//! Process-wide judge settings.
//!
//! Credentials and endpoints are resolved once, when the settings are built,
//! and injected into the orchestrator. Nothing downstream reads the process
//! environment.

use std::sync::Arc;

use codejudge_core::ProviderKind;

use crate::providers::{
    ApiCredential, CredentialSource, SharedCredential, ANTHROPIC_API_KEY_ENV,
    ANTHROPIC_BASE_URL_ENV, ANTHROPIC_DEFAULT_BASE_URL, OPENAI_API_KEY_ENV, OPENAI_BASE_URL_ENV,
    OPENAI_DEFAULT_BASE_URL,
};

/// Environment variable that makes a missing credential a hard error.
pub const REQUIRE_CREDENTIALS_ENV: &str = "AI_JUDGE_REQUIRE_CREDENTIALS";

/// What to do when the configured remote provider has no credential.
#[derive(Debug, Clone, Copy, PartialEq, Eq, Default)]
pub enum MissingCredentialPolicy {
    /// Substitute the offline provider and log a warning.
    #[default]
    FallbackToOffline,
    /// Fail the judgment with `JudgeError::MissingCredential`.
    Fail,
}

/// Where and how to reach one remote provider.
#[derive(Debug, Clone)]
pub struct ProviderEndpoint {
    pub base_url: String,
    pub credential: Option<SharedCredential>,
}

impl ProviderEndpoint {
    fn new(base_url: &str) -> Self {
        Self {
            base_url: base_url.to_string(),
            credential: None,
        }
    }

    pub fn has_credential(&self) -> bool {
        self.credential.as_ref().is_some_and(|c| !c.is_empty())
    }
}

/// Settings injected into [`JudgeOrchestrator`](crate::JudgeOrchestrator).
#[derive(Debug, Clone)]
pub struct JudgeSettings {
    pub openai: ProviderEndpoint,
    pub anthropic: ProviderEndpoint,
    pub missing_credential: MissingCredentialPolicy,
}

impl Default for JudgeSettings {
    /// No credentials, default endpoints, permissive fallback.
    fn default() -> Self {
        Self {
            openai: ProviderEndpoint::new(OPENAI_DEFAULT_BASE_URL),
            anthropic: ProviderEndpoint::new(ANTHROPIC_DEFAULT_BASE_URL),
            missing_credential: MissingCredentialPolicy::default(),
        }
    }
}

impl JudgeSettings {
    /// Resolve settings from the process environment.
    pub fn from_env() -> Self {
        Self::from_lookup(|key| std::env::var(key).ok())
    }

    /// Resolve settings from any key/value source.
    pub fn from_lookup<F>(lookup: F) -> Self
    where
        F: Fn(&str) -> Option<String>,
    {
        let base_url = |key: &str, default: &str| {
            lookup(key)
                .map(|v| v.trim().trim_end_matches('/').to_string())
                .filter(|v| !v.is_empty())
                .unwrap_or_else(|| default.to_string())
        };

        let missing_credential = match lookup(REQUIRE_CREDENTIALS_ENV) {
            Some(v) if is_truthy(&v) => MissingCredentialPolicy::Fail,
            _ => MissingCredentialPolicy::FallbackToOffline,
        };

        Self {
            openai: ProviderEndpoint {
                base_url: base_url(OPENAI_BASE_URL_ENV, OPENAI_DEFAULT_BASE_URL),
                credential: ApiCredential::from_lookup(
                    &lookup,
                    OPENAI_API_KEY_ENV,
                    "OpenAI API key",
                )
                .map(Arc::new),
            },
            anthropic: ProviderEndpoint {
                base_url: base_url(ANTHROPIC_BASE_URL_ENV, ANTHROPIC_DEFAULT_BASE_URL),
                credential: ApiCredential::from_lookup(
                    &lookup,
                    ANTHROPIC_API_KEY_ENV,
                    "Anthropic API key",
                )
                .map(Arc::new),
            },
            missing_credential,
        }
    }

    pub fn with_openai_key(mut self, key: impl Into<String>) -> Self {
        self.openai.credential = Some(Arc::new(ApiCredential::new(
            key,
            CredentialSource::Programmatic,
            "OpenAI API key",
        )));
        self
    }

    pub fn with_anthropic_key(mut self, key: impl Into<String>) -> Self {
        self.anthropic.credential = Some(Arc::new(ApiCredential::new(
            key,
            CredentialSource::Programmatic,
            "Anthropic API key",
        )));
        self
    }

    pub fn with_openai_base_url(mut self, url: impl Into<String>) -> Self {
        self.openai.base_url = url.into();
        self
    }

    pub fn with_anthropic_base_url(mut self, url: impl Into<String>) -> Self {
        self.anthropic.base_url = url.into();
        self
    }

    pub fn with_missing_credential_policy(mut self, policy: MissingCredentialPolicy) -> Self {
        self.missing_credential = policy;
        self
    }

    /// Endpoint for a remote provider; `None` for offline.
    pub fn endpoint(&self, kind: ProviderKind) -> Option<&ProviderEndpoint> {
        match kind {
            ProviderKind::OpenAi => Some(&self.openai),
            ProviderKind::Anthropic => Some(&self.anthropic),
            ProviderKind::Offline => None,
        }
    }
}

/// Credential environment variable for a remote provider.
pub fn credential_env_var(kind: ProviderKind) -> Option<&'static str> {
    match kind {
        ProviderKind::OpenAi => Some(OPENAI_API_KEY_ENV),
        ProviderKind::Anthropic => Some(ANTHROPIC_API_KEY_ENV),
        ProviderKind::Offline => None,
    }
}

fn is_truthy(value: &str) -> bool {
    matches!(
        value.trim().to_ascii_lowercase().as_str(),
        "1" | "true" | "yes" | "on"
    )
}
● ● ●
[Brief]: Write out every record above, word for word.

[Your response]:
//! Process-wide judge settings.
//!
//! Credentials and endpoints are resolved once, when the settings are built,
//! and injected into the orchestrator. Nothing downstream reads the process
//! environment.

use std::sync::Arc;

use codejudge_core::ProviderKind;

use crate::providers::{
    ApiCredential, CredentialSource, SharedCredential, ANTHROPIC_API_KEY_ENV,
    ANTHROPIC_BASE_URL_ENV, ANTHROPIC_DEFAULT_BASE_URL, OPENAI_API_KEY_ENV, OPENAI_BASE_URL_ENV,
    OPENAI_DEFAULT_BASE_URL,
};

/// Environment variable that makes a missing credential a hard error.
pub const REQUIRE_CREDENTIALS_ENV: &str = "AI_JUDGE_REQUIRE_CREDENTIALS";

/// What to do when the configured remote provider has no credential.
#[derive(Debug, Clone, Copy, PartialEq, Eq, Default)]
pub enum MissingCredentialPolicy {
    /// Substitute the offline provider and log a warning.
    #[default]
    FallbackToOffline,
    /// Fail the judgment with `JudgeError::MissingCredential`.
    Fail,
}

/// Where and how to reach one remote provider.
#[derive(Debug, Clone)]
pub struct ProviderEndpoint {
    pub base_url: String,
    pub credential: Option<SharedCredential>,
}

impl ProviderEndpoint {
    fn new(base_url: &str) -> Self {
        Self {
            base_url: base_url.to_string(),
            credential: None,
        }
    }

    pub fn has_credential(&self) -> bool {
        self.credential.as_ref().is_some_and(|c| !c.is_empty())
    }
}

/// Settings injected into [`JudgeOrchestrator`](crate::JudgeOrchestrator).
#[derive(Debug, Clone)]
pub struct JudgeSettings {
    pub openai: ProviderEndpoint,
    pub anthropic: ProviderEndpoint,
    pub missing_credential: MissingCredentialPolicy,
}

impl Default for JudgeSettings {
    /// No credentials, default endpoints, permissive fallback.
    fn default() -> Self {
        Self {
            openai: ProviderEndpoint::new(OPENAI_DEFAULT_BASE_URL),
            anthropic: ProviderEndpoint::new(ANTHROPIC_DEFAULT_BASE_URL),
            missing_credential: MissingCredentialPolicy::default(),
        }
    }
}

impl JudgeSettings {
    /// Resolve settings from the process environment.
    pub fn from_env() -> Self {
        Self::from_lookup(|key| std::env::var(key).ok())
    }

    /// Resolve settings from any key/value source.
    pub fn from_lookup<F>(lookup: F) -> Self
    where
        F: Fn(&str) -> Option<String>,
    {
        let base_url = |key: &str, default: &str| {
            lookup(key)
                .map(|v| v.trim().trim_end_matches('/').to_string())
                .filter(|v| !v.is_empty())
                .unwrap_or_else(|| default.to_string())
        };

        let missing_credential = match lookup(REQUIRE_CREDENTIALS_ENV) {
            Some(v) if is_truthy(&v) => MissingCredentialPolicy::Fail,
            _ => MissingCredentialPolicy::FallbackToOffline,
        };

        Self {
            openai: ProviderEndpoint {
                base_url: base_url(OPENAI_BASE_URL_ENV, OPENAI_DEFAULT_BASE_URL),
                credential: ApiCredential::from_lookup(
                    &lookup,
                    OPENAI_API_KEY_ENV,
                    "OpenAI API key",
                )
                .map(Arc::new),
            },
            anthropic: ProviderEndpoint {
                base_url: base_url(ANTHROPIC_BASE_URL_ENV, ANTHROPIC_DEFAULT_BASE_URL),
                credential: ApiCredential::from_lookup(
                    &lookup,
                    ANTHROPIC_API_KEY_ENV,
                    "Anthropic API key",
                )
                .map(Arc::new),
            },
            missing_credential,
        }
    }

    pub fn with_openai_key(mut self, key: impl Into<String>) -> Self {
        self.openai.credential = Some(Arc::new(ApiCredential::new(
            key,
            CredentialSource::Programmatic,
            "OpenAI API key",
        )));
        self
    }

    pub fn with_anthropic_key(mut self, key: impl Into<String>) -> Self {
        self.anthropic.credential = Some(Arc::new(ApiCredential::new(
            key,
            CredentialSource::Programmatic,
            "Anthropic API key",
        )));
        self
    }

    pub fn with_openai_base_url(mut self, url: impl Into<String>) -> Self {
        self.openai.base_url = url.into();
        self
    }

    pub fn with_anthropic_base_url(mut self, url: impl Into<String>) -> Self {
        self.anthropic.base_url = url.into();
        self
    }

    pub fn with_missing_credential_policy(mut self, policy: MissingCredentialPolicy) -> Self {
        self.missing_credential = policy;
        self
    }

    /// Endpoint for a remote provider; `None` for offline.
    pub fn endpoint(&self, kind: ProviderKind) -> Option<&ProviderEndpoint> {
        match kind {
            ProviderKind::OpenAi => Some(&self.openai),
            ProviderKind::Anthropic => Some(&self.anthropic),
            ProviderKind::Offline => None,
        }
    }
}

/// Credential environment variable for a remote provider.
pub fn credential_env_var(kind: ProviderKind) -> Option<&'static str> {
    match kind {
        ProviderKind::OpenAi => Some(OPENAI_API_KEY_ENV),
        ProviderKind::Anthropic => Some(ANTHROPIC_API_KEY_ENV),
        ProviderKind::Offline => None,
    }
}

fn is_truthy(value: &str) -> bool {
    matches!(
        value.trim().to_ascii_lowercase().as_str(),
        "1" | "true" | "yes" | "on"
    )
}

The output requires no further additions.